GPU Idle: Maximize VRAM for Machine Learning

GPU Idle: Maximize VRAM for Machine Learning | Generated by AI

Home 2026.05

The GPU is essentially idle right now. Here’s the snapshot:

RTX 4070  |  VRAM: 168 MiB / 12,282 MiB (1.4%)
GPU Util: 0%  |  Memory Util: 0%  |  Temp: 43°C  |  Power: 10W / 215W
System RAM: 5.0 GiB used / 62 GiB total

Only Xorg (105 MiB) and gnome-shell (11 MiB) are on the GPU. The 12 GB VRAM is your primary bottleneck for ML. Here’s how to squeeze the most out of it:

1. QLoRA — Your Default for Fine-Tuning

At 12 GB, you can’t do full fine-tuning on 7B+ models. QLoRA (4-bit base + LoRA adapters) gets you there:

from transformers import BitsAndBytesConfig
from peft import LoraConfig

bnb_config = BitsAndBytesConfig(
    load_in_4bit=True,
    bnb_4bit_quant_type="nf4",
    bnb_4bit_compute_dtype=torch.bfloat16,
    bnb_4bit_use_double_quant=True,
)

lora_config = LoraConfig(
    r=16,           # rank — 8-64, 16 is a good default
    lora_alpha=32,  # scaling — typically 2x rank
    target_modules=["q_proj", "k_proj", "v_proj", "o_proj",
                    "gate_proj", "up_proj", "down_proj"],
    lora_dropout=0.05,
)

This puts a 7B model at ~4-5 GB VRAM, leaving room for gradients and activations.

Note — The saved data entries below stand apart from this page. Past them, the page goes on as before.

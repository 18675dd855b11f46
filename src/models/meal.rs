//! Meal model
//!
//! A dated container of logged ingredients and recipes. Meals are never
//! members of anything.

use chrono::NaiveDate;
use rusqlite::{params, Connection, Row};
use serde::{Deserialize, Serialize};
use uuid::Uuid;

use super::membership::{Membership, ParentKind};
use crate::db::{DbError, DbResult};

#[derive(Debug, Clone, PartialEq, Serialize, Deserialize)]
pub struct Meal {
    pub id: i64,
    pub external_id: Uuid,
    pub user_id: i64,
    pub meal_date: NaiveDate,
    pub members: Vec<Membership>,
}

#[derive(Debug, Clone, Serialize, Deserialize)]
pub struct MealCreate {
    pub user_id: i64,
    pub meal_date: NaiveDate,
}

impl Meal {
    fn from_row(row: &Row) -> rusqlite::Result<Self> {
        Ok(Self {
            id: row.get("id")?,
            external_id: row.get("external_id")?,
            user_id: row.get("user_id")?,
            meal_date: row.get("meal_date")?,
            members: Vec::new(),
        })
    }

    pub fn create(conn: &Connection, data: &MealCreate) -> DbResult<Self> {
        conn.execute(
            "INSERT INTO meals (external_id, user_id, meal_date) VALUES (?1, ?2, ?3)",
            params![Uuid::new_v4(), data.user_id, data.meal_date],
        )?;

        let id = conn.last_insert_rowid();
        Self::get_by_id(conn, id)?.ok_or(DbError::NotFound { entity: "meal", id })
    }

    /// Get a meal by ID, with members
    pub fn get_by_id(conn: &Connection, id: i64) -> DbResult<Option<Self>> {
        let mut stmt = conn.prepare("SELECT * FROM meals WHERE id = ?1")?;

        let result = stmt.query_row([id], Self::from_row);
        match result {
            Ok(meal) => Ok(Self::hydrate(conn, vec![meal])?.pop()),
            Err(rusqlite::Error::QueryReturnedNoRows) => Ok(None),
            Err(e) => Err(e.into()),
        }
    }

    /// A user's meals dated within `[start, end]`, oldest first
    pub fn load_in_range(
        conn: &Connection,
        user_id: i64,
        start: NaiveDate,
        end: NaiveDate,
    ) -> DbResult<Vec<Self>> {
        let mut stmt = conn.prepare(
            r#"
            SELECT * FROM meals
            WHERE user_id = ?1 AND meal_date >= ?2 AND meal_date <= ?3
            ORDER BY meal_date, id
            "#,
        )?;
        let meals = stmt
            .query_map(params![user_id, start, end], Self::from_row)?
            .collect::<Result<Vec<_>, _>>()?;

        tracing::debug!(user_id, %start, %end, count = meals.len(), "Loaded meals");
        Self::hydrate(conn, meals)
    }

    /// A user's most recent meals, newest first
    pub fn load_recent(conn: &Connection, user_id: i64, max_meals: usize) -> DbResult<Vec<Self>> {
        let mut stmt = conn.prepare(
            "SELECT * FROM meals WHERE user_id = ?1 ORDER BY meal_date DESC, id DESC LIMIT ?2",
        )?;
        let meals = stmt
            .query_map(params![user_id, max_meals as i64], Self::from_row)?
            .collect::<Result<Vec<_>, _>>()?;

        Self::hydrate(conn, meals)
    }

    fn hydrate(conn: &Connection, mut meals: Vec<Self>) -> DbResult<Vec<Self>> {
        let ids: Vec<i64> = meals.iter().map(|m| m.id).collect();
        let mut members = Membership::load_for_parents(conn, ParentKind::Meal, &ids)?;
        for meal in &mut meals {
            meal.members = members.remove(&meal.id).unwrap_or_default();
        }
        Ok(meals)
    }
}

2. Flash Attention 2 — Free VRAM

Saves 30-50% of attention memory with zero accuracy loss:

pip install flash-attn --no-build-isolation

model = AutoModelForCausalLM.from_pretrained(
    "meta-llama/Llama-3-8B",
    attn_implementation="flash_attention_2",
    torch_dtype=torch.bfloat16,
)

3. Gradient Checkpointing — Trade Compute for Memory

Recomputes activations during backward pass instead of storing them:

model.gradient_checkpointing_enable()
# With Unsloth:
model.gradient_checkpointing_enable({"use_reentrant": False})

Saves ~40-60% activation memory, 15-20% throughput penalty.

4. Unsloth — 2x Faster, 50% Less VRAM

Replace transformers + peft with Unsloth for free wins:

pip install unsloth

from unsloth import FastLanguageModel

model, tokenizer = FastLanguageModel.from_pretrained(
    model_name="unsloth/Llama-3.2-3B-bnb-4bit",
    max_seq_length=2048,
    load_in_4bit=True,
)
model = FastLanguageModel.get_peft_model(model, lora_config)

Unsloth’s hand-written Triton kernels cut VRAM use dramatically. For a 7B QLoRA model, you can train with sequence length 4096 on 12 GB.

5. Micro-Batch + Gradient Accumulation

With 12 GB, batch_size=1 is often the limit. Simulate larger batches:

training_args = TrainingArguments(
    per_device_train_batch_size=1,
    gradient_accumulation_steps=16,  # effective batch = 16
    # ...
)

6. Optimizer Choice — 8-bit Adam

# paged_adamw_8bit saves ~1-2 GB vs regular AdamW
training_args = TrainingArguments(
    optim="paged_adamw_8bit",
    # ...
)

7. When 12 GB Isn’t Enough — CPU Offload

Your 62 GB system RAM is a massive buffer. For inference on larger models:

# llama.cpp with GPU offload layers
./llama-cli -m model.gguf -ngl 33  # offload 33 layers to GPU, rest on CPU

For training, DeepSpeed ZeRO-3 can offload optimizer states to CPU, letting you train models that would otherwise need 24+ GB.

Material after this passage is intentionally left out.